In reviewing the present sugar situation I have been gratified to note the great improvement in conditions that has taken place since the adoption of the sugar program six years ago. Domestic sugar producers are fortunately receiving incomes at approximately the parity level, and they are enjoying a large volume of production. The losses of sugar processors in the years preceding the program have been converted into profits; child labor has been greatly reduced; wages and working conditions for labor have been improved; and there has been brought about an important and greatly needed recovery in the market for our surplus products in the foreign countries from which sugar is imported into the United States. Furthermore, the world price of sugar has increased substantially.

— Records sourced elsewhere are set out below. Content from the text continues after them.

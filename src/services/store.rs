use std::collections::BTreeMap;
use std::future::Future;
use std::sync::Arc;
use thiserror::Error;
use crate::models::{Channel, GeoCode, StatusCount};
use super::postgres::PostgresError;

/// Errors surfaced by record stores
#[derive(Debug, Error)]
pub enum StoreError {
    #[error("Postgres error: {0}")]
    Postgres(#[from] PostgresError),

    #[error("Store unavailable: {0}")]
    Unavailable(String),
}

/// Read access to the postal code geocode table
pub trait GeocodeStore: Send + Sync {
    /// Row whose code equals `postal_code`
    fn find_exact(
        &self,
        postal_code: &str,
    ) -> impl Future<Output = Result<Option<GeoCode>, StoreError>> + Send;

    /// Any row whose code starts with `prefix`
    fn find_by_prefix(
        &self,
        prefix: &str,
    ) -> impl Future<Output = Result<Option<GeoCode>, StoreError>> + Send;
}

/// Read access to the channel directory
pub trait ChannelStore: Send + Sync {
    /// Channels with both coordinate fields filled in (validity is checked by the caller)
    fn located_channels(&self) -> impl Future<Output = Result<Vec<Channel>, StoreError>> + Send;

    /// Channels whose name, city or state contains `term`, case-insensitively
    fn search_channels(
        &self,
        term: &str,
    ) -> impl Future<Output = Result<Vec<Channel>, StoreError>> + Send;

    /// Every channel, ordered by name
    fn all_channels(&self) -> impl Future<Output = Result<Vec<Channel>, StoreError>> + Send;

    /// Channel counts grouped by status
    fn status_counts(&self) -> impl Future<Output = Result<Vec<StatusCount>, StoreError>> + Send;

    /// Whether the backing store is reachable
    fn ping(&self) -> impl Future<Output = bool> + Send;
}

impl<T: GeocodeStore> GeocodeStore for Arc<T> {
    async fn find_exact(&self, postal_code: &str) -> Result<Option<GeoCode>, StoreError> {
        (**self).find_exact(postal_code).await
    }

    async fn find_by_prefix(&self, prefix: &str) -> Result<Option<GeoCode>, StoreError> {
        (**self).find_by_prefix(prefix).await
    }
}

impl<T: ChannelStore> ChannelStore for Arc<T> {
    async fn located_channels(&self) -> Result<Vec<Channel>, StoreError> {
        (**self).located_channels().await
    }

    async fn search_channels(&self, term: &str) -> Result<Vec<Channel>, StoreError> {
        (**self).search_channels(term).await
    }

    async fn all_channels(&self) -> Result<Vec<Channel>, StoreError> {
        (**self).all_channels().await
    }

    async fn status_counts(&self) -> Result<Vec<StatusCount>, StoreError> {
        (**self).status_counts().await
    }

    async fn ping(&self) -> bool {
        (**self).ping().await
    }
}

/// Case-insensitive substring match over a channel's name fields
pub fn channel_matches_text(channel: &Channel, term: &str) -> bool {
    let needle = term.trim().to_lowercase();
    if needle.is_empty() {
        return true;
    }

    std::iter::once(channel.name.as_str())
        .chain(channel.city_name.as_deref())
        .chain(channel.state_name.as_deref())
        .any(|field| field.to_lowercase().contains(&needle))
}

/// In-process store, used for tests, benches and fixtures
#[derive(Debug, Clone)]
pub struct MemoryStore {
    geocodes: BTreeMap<String, GeoCode>,
    channels: Vec<Channel>,
    available: bool,
}

impl Default for MemoryStore {
    fn default() -> Self {
        Self {
            geocodes: BTreeMap::new(),
            channels: Vec::new(),
            available: true,
        }
    }
}

impl MemoryStore {
    pub fn new() -> Self {
        Self::default()
    }

    pub fn with_geocodes(mut self, geocodes: impl IntoIterator<Item = GeoCode>) -> Self {
        for geocode in geocodes {
            self.geocodes.insert(geocode.postal_code.clone(), geocode);
        }
        self
    }

    pub fn with_channels(mut self, channels: impl IntoIterator<Item = Channel>) -> Self {
        self.channels.extend(channels);
        self
    }

    /// Every call fails, as if the backing table were missing
    pub fn unavailable(mut self) -> Self {
        self.available = false;
        self
    }

    fn check(&self) -> Result<(), StoreError> {
        if self.available {
            Ok(())
        } else {
            Err(StoreError::Unavailable("memory store marked unavailable".to_string()))
        }
    }

    fn sorted_by_name(mut channels: Vec<Channel>) -> Vec<Channel> {
        channels.sort_by(|a, b| a.name.to_lowercase().cmp(&b.name.to_lowercase()));
        channels
    }
}

impl GeocodeStore for MemoryStore {
    async fn find_exact(&self, postal_code: &str) -> Result<Option<GeoCode>, StoreError> {
        self.check()?;
        Ok(self.geocodes.get(postal_code).cloned())
    }

    async fn find_by_prefix(&self, prefix: &str) -> Result<Option<GeoCode>, StoreError> {
        self.check()?;
        Ok(self
            .geocodes
            .range(prefix.to_string()..)
            .next()
            .filter(|(code, _)| code.starts_with(prefix))
            .map(|(_, geocode)| geocode.clone()))
    }
}

impl ChannelStore for MemoryStore {
    async fn located_channels(&self) -> Result<Vec<Channel>, StoreError> {
        self.check()?;
        Ok(self
            .channels
            .iter()
            .filter(|c| c.latitude.is_some() && c.longitude.is_some())
            .cloned()
            .collect())
    }

    async fn search_channels(&self, term: &str) -> Result<Vec<Channel>, StoreError> {
        self.check()?;
        let hits = self
            .channels
            .iter()
            .filter(|c| channel_matches_text(c, term))
            .cloned()
            .collect();
        Ok(Self::sorted_by_name(hits))
    }

    async fn all_channels(&self) -> Result<Vec<Channel>, StoreError> {
        self.check()?;
        Ok(Self::sorted_by_name(self.channels.clone()))
    }

    async fn status_counts(&self) -> Result<Vec<StatusCount>, StoreError> {
        self.check()?;
        let mut counts: BTreeMap<String, i64> = BTreeMap::new();
        for channel in &self.channels {
            let status = channel
                .status
                .as_deref()
                .map(str::trim)
                .filter(|s| !s.is_empty())
                .unwrap_or("unknown");
            *counts.entry(status.to_string()).or_default() += 1;
        }

        Ok(counts
            .into_iter()
            .map(|(status, count)| StatusCount { status, count })
            .collect())
    }

    async fn ping(&self) -> bool {
        self.available
    }
}

#[cfg(test)]
mod tests {
    use super::*;

    fn geocode(code: &str, lat: f64, lon: f64) -> GeoCode {
        GeoCode {
            postal_code: code.to_string(),
            latitude: lat,
            longitude: lon,
            place_name: "Somewhere".to_string(),
            region_name: "CA".to_string(),
        }
    }

    fn channel(id: &str, name: &str, city: Option<&str>, status: Option<&str>) -> Channel {
        Channel {
            id: id.to_string(),
            name: name.to_string(),
            slug: None,
            city_name: city.map(str::to_string),
            state_name: Some("California".to_string()),
            population: None,
            status: status.map(str::to_string),
            custom_domain: None,
            latitude: None,
            longitude: None,
        }
    }

    #[tokio::test]
    async fn test_prefix_lookup() {
        let store = MemoryStore::new().with_geocodes([
            geocode("90210", 34.09, -118.41),
            geocode("90211", 34.06, -118.38),
            geocode("10001", 40.75, -73.99),
        ]);

        let hit = store.find_by_prefix("902").await.unwrap().unwrap();
        assert!(hit.postal_code.starts_with("902"));

        assert!(store.find_by_prefix("555").await.unwrap().is_none());
        // Lexically after every key
        assert!(store.find_by_prefix("999").await.unwrap().is_none());
    }

    #[tokio::test]
    async fn test_unavailable_store_errors() {
        let store = MemoryStore::new().unavailable();
        assert!(matches!(
            store.find_exact("90210").await,
            Err(StoreError::Unavailable(_))
        ));
    }

    #[tokio::test]
    async fn test_text_search_and_ordering() {
        let store = MemoryStore::new().with_channels([
            channel("1", "ION Malibu", Some("Malibu"), Some("active")),
            channel("2", "ION Beverly Hills", Some("Beverly Hills"), Some("active")),
            channel("3", "Pasadena Now", Some("Pasadena"), None),
        ]);

        let hits = store.search_channels("beverly").await.unwrap();
        assert_eq!(hits.len(), 1);
        assert_eq!(hits[0].id, "2");

        // State name is searched too
        assert_eq!(store.search_channels("CALIF").await.unwrap().len(), 3);

        let all = store.all_channels().await.unwrap();
        let names: Vec<_> = all.iter().map(|c| c.name.as_str()).collect();
        assert_eq!(names, vec!["ION Beverly Hills", "ION Malibu", "Pasadena Now"]);
    }

    #[tokio::test]
    async fn test_status_counts() {
        let store = MemoryStore::new().with_channels([
            channel("1", "A", None, Some("active")),
            channel("2", "B", None, Some("active")),
            channel("3", "C", None, Some("")),
            channel("4", "D", None, None),
        ]);

        let counts = store.status_counts().await.unwrap();
        assert_eq!(
            counts,
            vec![
                StatusCount { status: "active".to_string(), count: 2 },
                StatusCount { status: "unknown".to_string(), count: 2 },
            ]
        );
    }
}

I also find that under the existing provisions of the Sugar Act of 1937, domestic sugar producers and processors will receive price-protection through the quota system for the full calendar year of 1940, and that domestic sugar beet and sugar cane growers will receive benefit payments on their 1940 crops even though the marketings of the sugar may extend well over into 1941. The seaboard cane sugar refiners are protected for an indefinite period against competition of Philippine refiners under terms of the Philippine Independence Act, and they will continue to enjoy quota protection from the competition of Cuban refiners for the full calendar year of 1940. The tax on sugar will remain in effect until July 1, 1941. Consequently, it seems clear that no sugar legislation is necessarily required at this session of the Congress, although it might be advisable to extend the life of the Sugar Act of 1937 for an additional period through a Joint Resolution of the Congress.

In considering the questions raised by these bills, I find myself again confronted with the fact that the basic problem of good government inherent in sugar legislation is to balance, practically and fairly, the directly conflicting interests of the various groups of American citizens concerned: the producers of sugar and the producers of export commodities, the farmers and the processors, the employers and labor, and the industry as a whole and consumers and taxpayers. These requirements of the general welfare indicate that at least three fundamental aspects of the major bills on sugar now pending before the House Committee on Agriculture should be given special consideration.

In the first place, several of the proposals would unavoidably bring about an impairment of the export market for surplus American agricultural and industrial products, and they would do so at a time when increased export outlets are so greatly needed. It is to be regretted that each increased acre of domestic sugar beet and sugar cane production inevitably results in a con. traction of our export markets in an amount equal to the value of the product of several acres of our principal agricultural crops. A decrease in sugar imports would, therefore, require an unnecessary and painful readjustment and contraction in our production of export commodities. It would also injure the economic status of other American Republics, to which we must look in increasing degree for enlarged outlets for the products of our own labor, land, and factories. It would strike a serious blow, particularly at the foreign marketing of such important surplus farm commodities of the United States as corn-hog products, rice, wheat, and cotton.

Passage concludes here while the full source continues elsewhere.